DAZAP1 is an evolutionarily conserved RNA-binding protein expressed in many tissues in mice and humans. DAZAP1-knockout mice carrying a partial loss-of-function (hypomorphic) allele exhibited severe deficiencies in spermatogenesis and cell growth, indicating that DAZAP1 plays a pivotal role in the development of germ and somatic cells. We have identified cox6c mRNA, which encodes a subunit of complex IV of the mitochondrial respiratory chain, as a target transcript regulated by DAZAP1. We found that DAZAP1 bound to cox6c mRNA derived from either the genomic DNA or a genome-type expression vector in cells, but not to cox6c mRNA derived from an intronless expression vector. Interestingly, the presence of the last intron was sufficient for DAZAP1 binding to the mRNA, suggesting specific intron dependent DAZAP1 loading onto cox6c mRNA. Overexpression of DAZAP1 resulted in the accumulation of cox6c pre-mRNA for all introns, implying that DAZAP1 reduces pre-mRNA splicing efficiency.
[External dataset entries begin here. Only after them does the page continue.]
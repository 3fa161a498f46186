use crate::{
    AppState,
    auth::CurrentUser,
    backend::{BackendError, Procedure, Target},
    dto::{ActionResponse, Notice},
    errors::{ApiError, RemoteContext},
    extract::AppPath,
    feed,
    models::{InteractionKind, Post},
};
use axum::{
    Json,
    extract::State,
};
use tracing::info;
use uuid::Uuid;

/// POST /answers/{id}/like
pub async fn like_answer(
    State(state): State<AppState>,
    user: CurrentUser,
    AppPath(id): AppPath<Uuid>,
) -> Result<Json<ActionResponse<Post>>, ApiError> {
    vote(&state, &user, id, InteractionKind::Like).await
}

/// POST /answers/{id}/dislike
pub async fn dislike_answer(
    State(state): State<AppState>,
    user: CurrentUser,
    AppPath(id): AppPath<Uuid>,
) -> Result<Json<ActionResponse<Post>>, ApiError> {
    vote(&state, &user, id, InteractionKind::Dislike).await
}

// Answers carry no per-user interaction lookup, so the refreshed parent post is the result.
async fn vote(
    state: &AppState,
    user: &CurrentUser,
    id: Uuid,
    kind: InteractionKind,
) -> Result<Json<ActionResponse<Post>>, ApiError> {
    let (failure, title) = match kind {
        InteractionKind::Like => ("Failed to like answer. Please try again.", "Answer liked!"),
        InteractionKind::Dislike => (
            "Failed to dislike answer. Please try again.",
            "Answer disliked!",
        ),
    };

    let backend = state.backend.as_ref();

    backend
        .call(Procedure::for_vote(Target::Answer, kind), id, user.id)
        .await
        .or_notify(failure)?;

    info!("Answer {} {}d by user {}", id, kind.verb(), user.id);

    let answer = backend
        .get_answer(id)
        .await?
        .ok_or(BackendError::Missing("answer"))?;
    let post = feed::load_post(backend, answer.post_id).await?;

    Ok(Json(ActionResponse::new(
        post,
        Notice::success(title, "Your interaction has been recorded."),
    )))
}
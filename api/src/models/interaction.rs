use serde::{Deserialize, Serialize};

/// A recorded vote. "No interaction" is modelled as `Option::None` at use sites.
#[derive(Debug, Clone, Copy, PartialEq, Eq, Hash, Serialize, Deserialize)]
#[serde(rename_all = "lowercase")]
pub enum InteractionKind {
    Like,
    Dislike,
}

impl InteractionKind {
    pub fn verb(&self) -> &'static str {
        match self {
            InteractionKind::Like => "like",
            InteractionKind::Dislike => "dislike",
        }
    }
}
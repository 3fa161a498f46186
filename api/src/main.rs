use chrono::Duration;
use openask::{AppState, app, auth::create_token, backend, config::Config};
use std::time::Duration as StdDuration;
use tokio::{net::TcpListener, signal, time};
use tracing::{debug, error, info, warn};
use tracing_subscriber::EnvFilter;
use uuid::Uuid;

const LIMITER_PRUNE_INTERVAL: StdDuration = StdDuration::from_secs(60);

#[tokio::main]
async fn main() {
    dotenvy::dotenv().ok();

    // Initialize logging
    tracing_subscriber::fmt()
        .with_env_filter(
            EnvFilter::try_from_default_env().unwrap_or_else(|_| EnvFilter::new("info")),
        )
        .with_target(false)
        .compact()
        .init();

    if let Err(e) = run().await {
        error!("{}", e);
        std::process::exit(1);
    }
}

async fn run() -> Result<(), Box<dyn std::error::Error>> {
    let config = Config::from_env()?;
    let backend = backend::connect(&config)?;

    if config.backend == openask::config::BackendMode::Memory {
        let demo_user = Uuid::new_v4();
        let token = create_token(&demo_user, None, &config, Duration::hours(24))
            .map_err(|e| format!("could not mint local session: {e:?}"))?;
        warn!("In-process backend: data is lost on shutdown");
        info!("Local session minted for user {} (token logged at debug level)", demo_user);
        debug!("Local session token: Bearer {}", token);
    }

    let addr = format!("0.0.0.0:{}", config.port);
    let state = AppState::new(backend, config);

    let limiter = state.clone();
    tokio::spawn(async move {
        let mut ticker = time::interval(LIMITER_PRUNE_INTERVAL);
        loop {
            ticker.tick().await;
            limiter.prune_write_limiter();
        }
    });

    let app = app(state);

    // Start server
    let listener = TcpListener::bind(&addr).await?;

    info!("Server running on http://{}", addr);
    info!("API Endpoints:");
    info!("  GET    /health                 - Health check");
    info!("  GET    /posts                  - List posts (search, category, paginated)");
    info!("  POST   /posts                  - Create post (auth)");
    info!("  GET    /posts/:id              - Get specific post");
    info!("  PUT    /posts/:id              - Edit post (auth, owner only)");
    info!("  DELETE /posts/:id              - Delete post (auth, owner only)");
    info!("  POST   /posts/:id/like         - Like post (auth)");
    info!("  POST   /posts/:id/dislike      - Dislike post (auth)");
    info!("  POST   /posts/:id/report       - Report post (auth)");
    info!("  POST   /posts/:id/answers      - Answer post (auth)");
    info!("  POST   /answers/:id/like       - Like answer (auth)");
    info!("  POST   /answers/:id/dislike    - Dislike answer (auth)");
    info!("  POST   /uploads/post-images    - Upload post image (auth)");
    info!("  GET    /interactions           - Your likes/dislikes for posts");
    info!("  GET    /profile                - Your profile, posts and answers (auth)");
    info!("  PUT    /profile                - Update display name (auth)");
    info!("  POST   /profile/avatar         - Upload avatar (auth)");
    info!("  POST   /contact                - Contact form");

    axum::serve(listener, app)
        .with_graceful_shutdown(shutdown_signal())
        .await?;

    info!("Server shut down");
    Ok(())
}

async fn shutdown_signal() {
    let ctrl_c = async {
        if let Err(e) = signal::ctrl_c().await {
            error!("Failed to install Ctrl+C handler: {}", e);
            std::future::pending::<()>().await;
        }
        info!("Received Ctrl+C, shutting down");
    };

    #[cfg(unix)]
    let terminate = async {
        match signal::unix::signal(signal::unix::SignalKind::terminate()) {
            Ok(mut stream) => {
                stream.recv().await;
                info!("Received terminate signal, shutting down");
            }
            Err(e) => {
                error!("Failed to install signal handler: {}", e);
                std::future::pending::<()>().await
            }
        }
    };

    #[cfg(not(unix))]
    let terminate = std::future::pending::<()>();

    tokio::select! {
        _ = ctrl_c => {},
        _ = terminate => {},
    }
}
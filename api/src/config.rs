use std::{env, fmt::Display, str::FromStr, time::Duration};

use thiserror::Error;
use tracing::{info, warn};

const MIB: usize = 1024 * 1024;

#[derive(Debug, Error)]
pub enum ConfigError {
    #[error("{0} must be set")]
    Missing(&'static str),

    #[error("invalid {key}: {reason}")]
    Invalid { key: &'static str, reason: String },
}

#[derive(Debug, Clone, PartialEq, Eq)]
pub enum BackendMode {
    Remote { url: String, service_key: String },
    Memory,
}

#[derive(Debug, Clone)]
pub struct Config {
    pub port: u16,
    pub jwt_secret: String,
    pub session_audience: String,
    pub auth_redirect: String,
    pub backend: BackendMode,
    pub public_base_url: String,
    pub post_image_max_bytes: usize,
    pub avatar_max_bytes: usize,
    pub write_rate_per_second: u32,
    pub backend_timeout: Duration,
}

impl Config {
    pub fn from_env() -> Result<Self, ConfigError> {
        let port = try_load("PORT", "3000")?;
        let jwt_secret = var("SESSION_JWT_SECRET").ok_or(ConfigError::Missing("SESSION_JWT_SECRET"))?;

        let backend = match (var("BACKEND_URL"), var("BACKEND_SERVICE_KEY")) {
            (Some(url), Some(service_key)) => BackendMode::Remote { url, service_key },
            (Some(_), None) => return Err(ConfigError::Missing("BACKEND_SERVICE_KEY")),
            (None, _) => {
                warn!("BACKEND_URL not set, serving from the in-process backend");
                BackendMode::Memory
            }
        };

        let public_base_url =
            var("PUBLIC_BASE_URL").unwrap_or_else(|| format!("http://localhost:{port}"));

        Ok(Self {
            port,
            jwt_secret,
            session_audience: try_load("SESSION_AUDIENCE", "authenticated")?,
            auth_redirect: try_load("AUTH_REDIRECT_PATH", "/auth")?,
            backend,
            public_base_url,
            post_image_max_bytes: try_load("POST_IMAGE_MAX_BYTES", &(5 * MIB).to_string())?,
            avatar_max_bytes: try_load("AVATAR_MAX_BYTES", &(2 * MIB).to_string())?,
            write_rate_per_second: try_load("WRITE_RATE_PER_SECOND", "10")?,
            backend_timeout: Duration::from_secs(try_load("BACKEND_TIMEOUT_SECS", "10")?),
        })
    }

    /// Configuration for tests and local runs against the in-process backend.
    pub fn local(jwt_secret: impl Into<String>) -> Self {
        Self {
            port: 3000,
            jwt_secret: jwt_secret.into(),
            session_audience: "authenticated".into(),
            auth_redirect: "/auth".into(),
            backend: BackendMode::Memory,
            public_base_url: "http://localhost:3000".into(),
            post_image_max_bytes: 5 * MIB,
            avatar_max_bytes: 2 * MIB,
            write_rate_per_second: 10,
            backend_timeout: Duration::from_secs(10),
        }
    }

    /// Largest request body accepted; uploads get room for multipart framing.
    pub fn body_limit(&self) -> usize {
        self.post_image_max_bytes.max(self.avatar_max_bytes) + 64 * 1024
    }
}

fn var(key: &str) -> Option<String> {
    env::var(key).ok().filter(|v| !v.trim().is_empty())
}

fn try_load<T: FromStr>(key: &'static str, default: &str) -> Result<T, ConfigError>
where
    T::Err: Display,
{
    let raw = var(key).unwrap_or_else(|| {
        info!("{key} not set, using default: {default}");
        default.to_string()
    });

    parse(key, &raw)
}

fn parse<T: FromStr>(key: &'static str, raw: &str) -> Result<T, ConfigError>
where
    T::Err: Display,
{
    raw.trim().parse().map_err(|e: T::Err| ConfigError::Invalid {
        key,
        reason: e.to_string(),
    })
}
#[async_trait]
impl Backend for MemoryBackend {
    async fn list_posts(&self, filter: PostFilter) -> Result<Vec<PostRow>, BackendError> {
        let mut posts: Vec<Stored<PostRow>> = self
            .posts
            .iter()
            .filter(|p| filter.user_id.is_none() || p.row.user_id == filter.user_id)
            .map(|p| p.value().clone())
            .collect();

        // Newest first
        posts.sort_by(|a, b| (b.row.created_at, b.seq).cmp(&(a.row.created_at, a.seq)));

        Ok(posts
            .into_iter()
            .map(|p| self.with_answers(p.row))
            .collect())
    }

    async fn get_post(&self, id: Uuid) -> Result<Option<PostRow>, BackendError> {
        let row = self.posts.get(&id).map(|p| p.row.clone());
        Ok(row.map(|r| self.with_answers(r)))
    }

    async fn insert_post(&self, post: NewPostRow) -> Result<PostRow, BackendError> {
        let row = PostRow {
            id: Uuid::new_v4(),
            user_id: Some(post.user_id),
            title: post.title,
            description: post.description,
            category: post.category.to_string(),
            likes: 0,
            dislikes: 0,
            image_url: post.image_url,
            created_at: Utc::now(),
            answers: Vec::new(),
        };

        let seq = self.next_seq();
        self.posts.insert(row.id, Stored { row: row.clone(), seq });
        self.record_mutation();

        Ok(row)
    }

    async fn update_post(&self, id: Uuid, patch: PostPatch) -> Result<PostRow, BackendError> {
        let row = {
            let mut post = self.posts.get_mut(&id).ok_or(BackendError::Missing("post"))?;
            post.row.title = patch.title;
            post.row.description = patch.description;
            post.row.category = patch.category.to_string();
            post.row.clone()
        };
        self.record_mutation();

        Ok(self.with_answers(row))
    }

    async fn delete_post(&self, id: Uuid) -> Result<(), BackendError> {
        self.posts.remove(&id);

        let mut removed = Vec::new();
        self.answers.retain(|answer_id, answer| {
            let keep = answer.row.post_id != id;
            if !keep {
                removed.push(*answer_id);
            }
            keep
        });
        self.post_votes.retain(|(_, post_id), _| *post_id != id);
        self.answer_votes
            .retain(|(_, answer_id), _| !removed.contains(answer_id));
        self.record_mutation();

        Ok(())
    }

    async fn get_answer(&self, id: Uuid) -> Result<Option<AnswerRow>, BackendError> {
        Ok(self.answers.get(&id).map(|a| a.row.clone()))
    }

    async fn insert_answer(&self, answer: NewAnswerRow) -> Result<AnswerRow, BackendError> {
        // Held until the answer is stored so a concurrent delete cannot orphan it.
        let _post = self
            .posts
            .get(&answer.post_id)
            .ok_or(BackendError::Missing("post"))?;

        let row = AnswerRow {
            id: Uuid::new_v4(),
            post_id: answer.post_id,
            user_id: Some(answer.user_id),
            content: answer.content,
            likes: 0,
            dislikes: 0,
            created_at: Utc::now(),
        };

        let seq = self.next_seq();
        self.answers.insert(row.id, Stored { row: row.clone(), seq });
        self.record_mutation();

        Ok(row)
    }

    async fn list_user_answers(&self, user_id: Uuid) -> Result<Vec<UserAnswerRow>, BackendError> {
        let mut answers: Vec<Stored<AnswerRow>> = self
            .answers
            .iter()
            .filter(|a| a.row.user_id == Some(user_id))
            .map(|a| a.value().clone())
            .collect();
        answers.sort_by(|a, b| (b.row.created_at, b.seq).cmp(&(a.row.created_at, a.seq)));

        Ok(answers
            .into_iter()
            .map(|a| {
                let posts = self.posts.get(&a.row.post_id).map(|p| PostRefRow {
                    id: p.row.id,
                    title: p.row.title.clone(),
                });
                UserAnswerRow {
                    id: a.row.id,
                    post_id: a.row.post_id,
                    content: a.row.content,
                    likes: a.row.likes,
                    dislikes: a.row.dislikes,
                    created_at: a.row.created_at,
                    posts,
                }
            })
            .collect())
    }

    async fn get_profiles(&self, user_ids: &[Uuid]) -> Result<Vec<ProfileRow>, BackendError> {
        Ok(user_ids
            .iter()
            .filter_map(|id| self.profiles.get(id).map(|p| p.clone()))
            .collect())
    }

    async fn update_profile(
        &self,
        user_id: Uuid,
        patch: ProfilePatch,
    ) -> Result<(), BackendError> {
        let mut profile = self.profiles.entry(user_id).or_insert_with(|| ProfileRow {
            user_id,
            display_name: None,
            avatar_url: None,
        });

        if let Some(name) = patch.display_name {
            profile.display_name = Some(name);
        }
        if let Some(url) = patch.avatar_url {
            profile.avatar_url = Some(url);
        }
        drop(profile);
        self.record_mutation();

        Ok(())
    }

    async fn list_interactions(
        &self,
        user_id: Uuid,
        post_ids: &[Uuid],
    ) -> Result<Vec<InteractionRow>, BackendError> {
        Ok(post_ids
            .iter()
            .filter_map(|post_id| {
                self.post_vote(user_id, *post_id)
                    .map(|interaction_type| InteractionRow {
                        post_id: *post_id,
                        interaction_type,
                    })
            })
            .collect())
    }

    async fn call(
        &self,
        procedure: Procedure,
        target: Uuid,
        user_id: Uuid,
    ) -> Result<(), BackendError> {
        match procedure.target() {
            Target::Post => self.vote_post(target, user_id, procedure.kind())?,
            Target::Answer => self.vote_answer(target, user_id, procedure.kind())?,
        }
        self.record_mutation();

        Ok(())
    }

    async fn upload(
        &self,
        bucket: Bucket,
        path: &str,
        object: ObjectUpload,
    ) -> Result<(), BackendError> {
        let key = (bucket, path.to_string());
        if !object.upsert && self.objects.contains_key(&key) {
            return Err(BackendError::Status {
                status: 409,
                message: format!("{bucket}/{path} already exists"),
            });
        }

        self.objects.insert(
            key,
            StoredObject {
                bytes: object.bytes,
                content_type: object.content_type,
            },
        );
        self.record_mutation();

        Ok(())
    }

    fn public_url(&self, bucket: Bucket, path: &str) -> String {
        format!(
            "{}/storage/v1/object/public/{}/{}",
            self.public_base, bucket, path
        )
    }
}
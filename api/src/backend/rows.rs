//! Wire shapes of the hosted backend's tables.
//!
//! Rows are deserialized exactly as the backend returns them and converted into
//! [`crate::models`] types here, so nothing past this module sees loosely typed data.

use chrono::{DateTime, Utc};
use serde::{Deserialize, Serialize};
use tracing::warn;
use uuid::Uuid;

use crate::models::{Answer, Category, InteractionKind, Post, Profile, UserAnswer};

const UNKNOWN_POST_TITLE: &str = "Unknown Post";

#[derive(Debug, Clone, Serialize, Deserialize)]
pub struct PostRow {
    pub id: Uuid,
    pub user_id: Option<Uuid>,
    pub title: String,
    pub description: String,
    pub category: String,
    #[serde(default)]
    pub likes: i64,
    #[serde(default)]
    pub dislikes: i64,
    pub image_url: Option<String>,
    pub created_at: DateTime<Utc>,
    #[serde(default)]
    pub answers: Vec<AnswerRow>,
}

#[derive(Debug, Clone, Serialize, Deserialize)]
pub struct AnswerRow {
    pub id: Uuid,
    pub post_id: Uuid,
    pub user_id: Option<Uuid>,
    pub content: String,
    #[serde(default)]
    pub likes: i64,
    #[serde(default)]
    pub dislikes: i64,
    pub created_at: DateTime<Utc>,
}

#[derive(Debug, Clone, Serialize, Deserialize)]
pub struct ProfileRow {
    pub user_id: Uuid,
    pub display_name: Option<String>,
    pub avatar_url: Option<String>,
}

#[derive(Debug, Clone, Serialize, Deserialize)]
pub struct InteractionRow {
    pub post_id: Uuid,
    pub interaction_type: InteractionKind,
}

#[derive(Debug, Clone, Serialize, Deserialize)]
pub struct PostRefRow {
    pub id: Uuid,
    pub title: String,
}

#[derive(Debug, Clone, Serialize, Deserialize)]
pub struct UserAnswerRow {
    pub id: Uuid,
    pub post_id: Uuid,
    pub content: String,
    #[serde(default)]
    pub likes: i64,
    #[serde(default)]
    pub dislikes: i64,
    pub created_at: DateTime<Utc>,
    #[serde(default)]
    pub posts: Option<PostRefRow>,
}

#[derive(Debug, Clone, Serialize)]
pub struct NewPostRow {
    pub user_id: Uuid,
    pub title: String,
    pub description: String,
    pub category: Category,
    #[serde(skip_serializing_if = "Option::is_none")]
    pub image_url: Option<String>,
}

#[derive(Debug, Clone, Serialize)]
pub struct NewAnswerRow {
    pub post_id: Uuid,
    pub user_id: Uuid,
    pub content: String,
}

/// The editable columns of a post. Counters are deliberately absent.
#[derive(Debug, Clone, Serialize)]
pub struct PostPatch {
    pub title: String,
    pub description: String,
    pub category: Category,
}

#[derive(Debug, Clone, Default, Serialize)]
pub struct ProfilePatch {
    #[serde(skip_serializing_if = "Option::is_none")]
    pub display_name: Option<String>,
    #[serde(skip_serializing_if = "Option::is_none")]
    pub avatar_url: Option<String>,
}

impl From<PostRow> for Post {
    fn from(row: PostRow) -> Self {
        let category = row.category.parse().unwrap_or_else(|_| {
            warn!("Post {} has unknown category {:?}", row.id, row.category);
            Category::Other
        });

        let mut answers: Vec<Answer> = row.answers.into_iter().map(Answer::from).collect();
        answers.sort_by(|a, b| a.created_at.cmp(&b.created_at));

        Post {
            id: row.id,
            user_id: row.user_id,
            title: row.title,
            description: row.description,
            category,
            likes: row.likes,
            dislikes: row.dislikes,
            image_url: row.image_url.filter(|url| !url.is_empty()),
            author: None,
            answers,
            created_at: row.created_at,
        }
    }
}

impl From<AnswerRow> for Answer {
    fn from(row: AnswerRow) -> Self {
        Answer {
            id: row.id,
            post_id: row.post_id,
            user_id: row.user_id,
            content: row.content,
            likes: row.likes,
            dislikes: row.dislikes,
            author: None,
            created_at: row.created_at,
        }
    }
}

impl From<ProfileRow> for Profile {
    fn from(row: ProfileRow) -> Self {
        Profile {
            user_id: row.user_id,
            display_name: row.display_name,
            avatar_url: row.avatar_url,
        }
    }
}

impl From<UserAnswerRow> for UserAnswer {
    fn from(row: UserAnswerRow) -> Self {
        let (post_id, post_title) = match row.posts {
            Some(post) => (post.id, post.title),
            None => (row.post_id, UNKNOWN_POST_TITLE.to_string()),
        };

        UserAnswer {
            id: row.id,
            content: row.content,
            likes: row.likes,
            dislikes: row.dislikes,
            post_id,
            post_title,
            created_at: row.created_at,
        }
    }
}

#[cfg(test)]
mod tests {
    use super::*;

    #[test]
    fn decodes_hosted_post_with_nested_answers() {
        let json = serde_json::json!({
            "id": "6f2a3c1e-8a55-4d40-9d7c-0c4f3b1a2e11",
            "user_id": null,
            "title": "Why is the sky blue?",
            "description": "Asking for a friend",
            "category": "Science",
            "likes": 3,
            "dislikes": 1,
            "image_url": "",
            "created_at": "2025-03-01T10:00:00.123456+00:00",
            "answers": [
                {
                    "id": "0d9d1f58-2f6e-4b0e-9e44-6a3c9b2d7f01",
                    "post_id": "6f2a3c1e-8a55-4d40-9d7c-0c4f3b1a2e11",
                    "user_id": "3b8e1f0a-1c2d-4e5f-8a9b-0c1d2e3f4a5b",
                    "content": "Rayleigh scattering",
                    "likes": 5,
                    "dislikes": 0,
                    "created_at": "2025-03-01T11:00:00+00:00"
                }
            ]
        });

        let row: PostRow = serde_json::from_value(json).unwrap();
        let post = Post::from(row);

        assert_eq!(post.category, Category::Science);
        assert_eq!(post.image_url, None);
        assert_eq!(post.answers.len(), 1);
        assert_eq!(post.answers[0].likes, 5);
    }

    #[test]
    fn unknown_category_falls_back_to_other() {
        let row = PostRow {
            id: Uuid::new_v4(),
            user_id: None,
            title: "t".into(),
            description: "d".into(),
            category: "Gardening".into(),
            likes: 0,
            dislikes: 0,
            image_url: None,
            created_at: Utc::now(),
            answers: vec![],
        };

        assert_eq!(Post::from(row).category, Category::Other);
    }

    #[test]
    fn user_answer_without_joined_post_gets_placeholder_title() {
        let post_id = Uuid::new_v4();
        let row = UserAnswerRow {
            id: Uuid::new_v4(),
            post_id,
            content: "c".into(),
            likes: 0,
            dislikes: 0,
            created_at: Utc::now(),
            posts: None,
        };

        let answer = UserAnswer::from(row);
        assert_eq!(answer.post_id, post_id);
        assert_eq!(answer.post_title, "Unknown Post");
    }

    #[test]
    fn post_patch_never_carries_counters() {
        let patch = PostPatch {
            title: "t".into(),
            description: "d".into(),
            category: Category::News,
        };
        let value = serde_json::to_value(&patch).unwrap();
        let keys: Vec<_> = value.as_object().unwrap().keys().cloned().collect();
        assert_eq!(keys.len(), 3);
        assert!(!keys.iter().any(|k| k == "likes" || k == "dislikes"));
    }
}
In addition, the reduction of mature cox6c mRNA levels led to decreases in the COX6C protein levels. Both DAZAP1 knockdown and COX6C overexpression retarded cell growth. The lines of evidence presented here reveal that DAZAP1 is a negative regulator of pre-mRNA splicing and may control energy production in mitochondria by regulating COX6C expression. The DAZAP1 functions described in this study may also account for the phenotypes observed in the DAZAP1 hypomorphic mice.